Listed Building – Grade II
- Feature: Exeter St Thomas railway station
- Designated: 18 June 1974
- Reference no.: 1333347

Location

Notes
- Passenger statistics from the Office of Rail and Road

= Exeter St Thomas railway station =

Railway station in Exeter Devon, England

Exeter St Thomas railway station is a suburban railway station in Exeter, England, serving the suburb of St Thomas and the riverside area. The station is elevated on a low viaduct with entrances on Cowick Street and is the only station in Exeter which is listed (Grade II). It is 74 chain south of Exeter St Davids railway station and 194 mi 66 chain from the zero point at , via Box Tunnel.

The station is unstaffed, the former station building now derelict. It is served mostly by local trains operated by Great Western Railway.

==History==
The station was designed by Isambard Kingdom Brunel and opened on 30 May 1846 by the South Devon Railway. The company had joint use of the Bristol and Exeter Railway station at St Davids but St Thomas was its own station. Although built on a 501 yd stone viaduct, the railway was nearer to the city centre and the quays on the Exeter Canal. Until 1862 tickets were only sold between St Thomas and stations west of Exeter, not to St Davids and the north.

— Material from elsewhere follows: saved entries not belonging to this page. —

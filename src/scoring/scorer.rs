//! Core `Scorer` trait and `ApiScorer` implementation.
//!
//! `ApiScorer` calls any OpenAI-compatible `/v1/chat/completions` endpoint
//! (xAI, OpenAI, Groq, Ollama in OpenAI mode, …).  All connection details
//! come from [`ScoringConfig`].

use std::time::Duration;

use async_trait::async_trait;
use reqwest::StatusCode;
use thiserror::Error;

use crate::config::ScoringConfig;
use crate::scoring::extract::parse_score_card;
use crate::scoring::prompt::PromptBuilder;
use crate::scoring::types::ScoreCard;

// ---------------------------------------------------------------------------
// ScoreError
// ---------------------------------------------------------------------------

/// Errors that can occur while scoring a transcript.
#[derive(Debug, Error)]
pub enum ScoreError {
    /// HTTP transport or connection error.
    #[error("HTTP request failed: {0}")]
    Request(String),

    /// The call did not complete within the configured timeout.
    #[error("scoring request timed out")]
    Timeout,

    /// The collaborator answered with a non-200 status.
    #[error("scoring API returned status {0}")]
    Status(u16),

    /// The response envelope was not the expected JSON.
    #[error("failed to parse scoring response: {0}")]
    Parse(String),

    /// The envelope held no completion text.
    #[error("scoring API returned an empty completion")]
    EmptyResponse,

    /// The completion held no parsable score payload.
    #[error("completion did not contain a score payload")]
    Unparseable,
}

impl From<reqwest::Error> for ScoreError {
    fn from(e: reqwest::Error) -> Self {
        if e.is_timeout() {
            ScoreError::Timeout
        } else {
            ScoreError::Request(e.to_string())
        }
    }
}

// ---------------------------------------------------------------------------
// Scorer trait
// ---------------------------------------------------------------------------

/// Async trait for transcript scoring backends.
///
/// Implementors must be `Send + Sync` so one instance can be shared by every
/// session behind an `Arc<dyn Scorer>`.
#[async_trait]
pub trait Scorer: Send + Sync {
    async fn score(&self, text: &str) -> Result<ScoreCard, ScoreError>;
}

// ---------------------------------------------------------------------------
// ApiScorer
// ---------------------------------------------------------------------------

/// Calls an OpenAI-compatible chat-completions endpoint with a debate-judge
/// prompt and extracts the score payload from the completion.
///
/// The `reqwest::Client` pools connections; it is the only client-side state
/// and needs no locking.
pub struct ApiScorer {
    client: reqwest::Client,
    config: ScoringConfig,
    prompt_builder: PromptBuilder,
}

impl ApiScorer {
    /// Build an `ApiScorer` from service config.
    ///
    /// The HTTP client carries the per-request timeout from
    /// `config.timeout_secs`.  A default client is used if the builder fails.
    pub fn from_config(config: &ScoringConfig) -> Self {
        let client = reqwest::Client::builder()
            .timeout(Duration::from_secs(config.timeout_secs))
            .build()
            .unwrap_or_else(|_| reqwest::Client::new());

        Self {
            client,
            config: config.clone(),
            prompt_builder: PromptBuilder::new(),
        }
    }

    fn endpoint(&self) -> String {
        format!(
            "{}/v1/chat/completions",
            self.config.base_url.trim_end_matches('/')
        )
    }
}

#[async_trait]
impl Scorer for ApiScorer {
    /// Send `text` to the configured endpoint for evaluation.
    ///
    /// The `Authorization: Bearer …` header is attached only when an API key
    /// is configured.
    async fn score(&self, text: &str) -> Result<ScoreCard, ScoreError> {
        let (system_msg, user_msg) = self.prompt_builder.build_chat(text);

        let body = serde_json::json!({
            "model":       self.config.model,
            "messages": [
                { "role": "system", "content": system_msg },
                { "role": "user",   "content": user_msg   }
            ],
            "temperature": self.config.temperature
        });

        let mut req = self.client.post(self.endpoint()).json(&body);

        let key = self.config.api_key.as_deref().unwrap_or("");
        if !key.is_empty() {
            req = req.bearer_auth(key);
        }

        let response = req.send().await?;

        let status = response.status();
        if status != StatusCode::OK {
            return Err(ScoreError::Status(status.as_u16()));
        }

        let json: serde_json::Value = response.json().await.map_err(|e| {
            if e.is_timeout() {
                ScoreError::Timeout
            } else {
                ScoreError::Parse(e.to_string())
            }
        })?;

        let completion = json["choices"][0]["message"]["content"]
            .as_str()
            .ok_or(ScoreError::EmptyResponse)?;

        parse_score_card(completion).ok_or(ScoreError::Unparseable)
    }
}

// ---------------------------------------------------------------------------
// Tests
// ---------------------------------------------------------------------------

#[cfg(test)]
mod tests {
    use super::*;
    use serde_json::json;
    use wiremock::matchers::{body_partial_json, header, method, path};
    use wiremock::{Mock, MockServer, ResponseTemplate};

    fn config_for(server: &MockServer, api_key: Option<&str>) -> ScoringConfig {
        ScoringConfig {
            base_url: server.uri(),
            api_key: api_key.map(str::to_string),
            timeout_secs: 5,
            ..ScoringConfig::default()
        }
    }

    fn completion(content: &str) -> serde_json::Value {
        json!({ "choices": [ { "message": { "role": "assistant", "content": content } } ] })
    }

    #[test]
    fn endpoint_tolerates_trailing_slash() {
        let scorer = ApiScorer::from_config(&ScoringConfig {
            base_url: "https://api.example.com/".into(),
            ..ScoringConfig::default()
        });
        assert_eq!(scorer.endpoint(), "https://api.example.com/v1/chat/completions");
    }

    #[test]
    fn scorer_is_object_safe() {
        let scorer: Box<dyn Scorer> = Box::new(ApiScorer::from_config(&ScoringConfig::default()));
        drop(scorer);
    }

    #[tokio::test]
    async fn parses_embedded_payload_and_sends_auth_and_model() {
        let server = MockServer::start().await;
        Mock::given(method("POST"))
            .and(path("/v1/chat/completions"))
            .and(header("authorization", "Bearer xai-test"))
            .and(body_partial_json(json!({ "model": "grok-beta" })))
            .respond_with(ResponseTemplate::new(200).set_body_json(completion(
                "Scores below.\n{\"clarity\": 8, \"logic\": 6, \"evidence\": 5, \
                 \"persuasiveness\": 7, \"delivery\": 9, \"overall_score\": 7, \
                 \"feedback\": \"Cite a source.\"}",
            )))
            .expect(1)
            .mount(&server)
            .await;

        let scorer = ApiScorer::from_config(&config_for(&server, Some("xai-test")));
        let card = scorer.score("Cars pollute.").await.unwrap();

        assert_eq!(card.get("delivery"), Some(9.0));
        assert_eq!(card.feedback, "Cite a source.");
    }

    #[tokio::test]
    async fn non_200_is_status_error() {
        let server = MockServer::start().await;
        Mock::given(method("POST"))
            .respond_with(ResponseTemplate::new(500).set_body_string("upstream down"))
            .mount(&server)
            .await;

        let scorer = ApiScorer::from_config(&config_for(&server, Some("k")));
        let err = scorer.score("x").await.unwrap_err();
        assert!(matches!(err, ScoreError::Status(500)), "got {err:?}");
    }

    #[tokio::test]
    async fn prose_only_completion_is_unparseable() {
        let server = MockServer::start().await;
        Mock::given(method("POST"))
            .respond_with(
                ResponseTemplate::new(200)
                    .set_body_json(completion("This was a strong argument overall.")),
            )
            .mount(&server)
            .await;

        let scorer = ApiScorer::from_config(&config_for(&server, None));
        let err = scorer.score("x").await.unwrap_err();
        assert!(matches!(err, ScoreError::Unparseable), "got {err:?}");
    }

    #[tokio::test]
    async fn missing_choices_is_empty_response() {
        let server = MockServer::start().await;
        Mock::given(method("POST"))
            .respond_with(ResponseTemplate::new(200).set_body_json(json!({ "id": "x" })))
            .mount(&server)
            .await;

        let scorer = ApiScorer::from_config(&config_for(&server, None));
        let err = scorer.score("x").await.unwrap_err();
        assert!(matches!(err, ScoreError::EmptyResponse), "got {err:?}");
    }

    #[tokio::test]
    async fn non_json_envelope_is_parse_error() {
        let server = MockServer::start().await;
        Mock::given(method("POST"))
            .respond_with(ResponseTemplate::new(200).set_body_string("<html>oops</html>"))
            .mount(&server)
            .await;

        let scorer = ApiScorer::from_config(&config_for(&server, None));
        let err = scorer.score("x").await.unwrap_err();
        assert!(matches!(err, ScoreError::Parse(_)), "got {err:?}");
    }

    #[tokio::test]
    async fn slow_collaborator_times_out() {
        let server = MockServer::start().await;
        Mock::given(method("POST"))
            .respond_with(
                ResponseTemplate::new(200)
                    .set_body_json(completion("{}"))
                    .set_delay(Duration::from_secs(3)),
            )
            .mount(&server)
            .await;

        let mut config = config_for(&server, None);
        config.timeout_secs = 1;
        let scorer = ApiScorer::from_config(&config);
        let err = scorer.score("x").await.unwrap_err();
        assert!(matches!(err, ScoreError::Timeout), "got {err:?}");
    }

    #[tokio::test]
    async fn unreachable_host_is_request_error() {
        let scorer = ApiScorer::from_config(&ScoringConfig {
            base_url: "http://127.0.0.1:1".into(),
            timeout_secs: 2,
            ..ScoringConfig::default()
        });
        let err = scorer.score("x").await.unwrap_err();
        assert!(
            matches!(err, ScoreError::Request(_) | ScoreError::Timeout),
            "got {err:?}"
        );
    }
}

The railway was worked by atmospheric trains from 13 September 1847 until 9 September 1848. Unique in all the South Devon Railway stations, there was no engine house, so the driver had to hold the train on its brakes against the pressure in the pipes while it was stopped here.

The original station featured just a single track with a 175 ft platform on the city side of the line. A small booking office was built at road level at the north end of the station and steps led up to the platform. The viaduct was widened at this point by five feet to accommodate the platform.

In 1847 some improvements were completed including a larger office, a train shed over the platform, and an extension to bring the platform to a length of 260 feet.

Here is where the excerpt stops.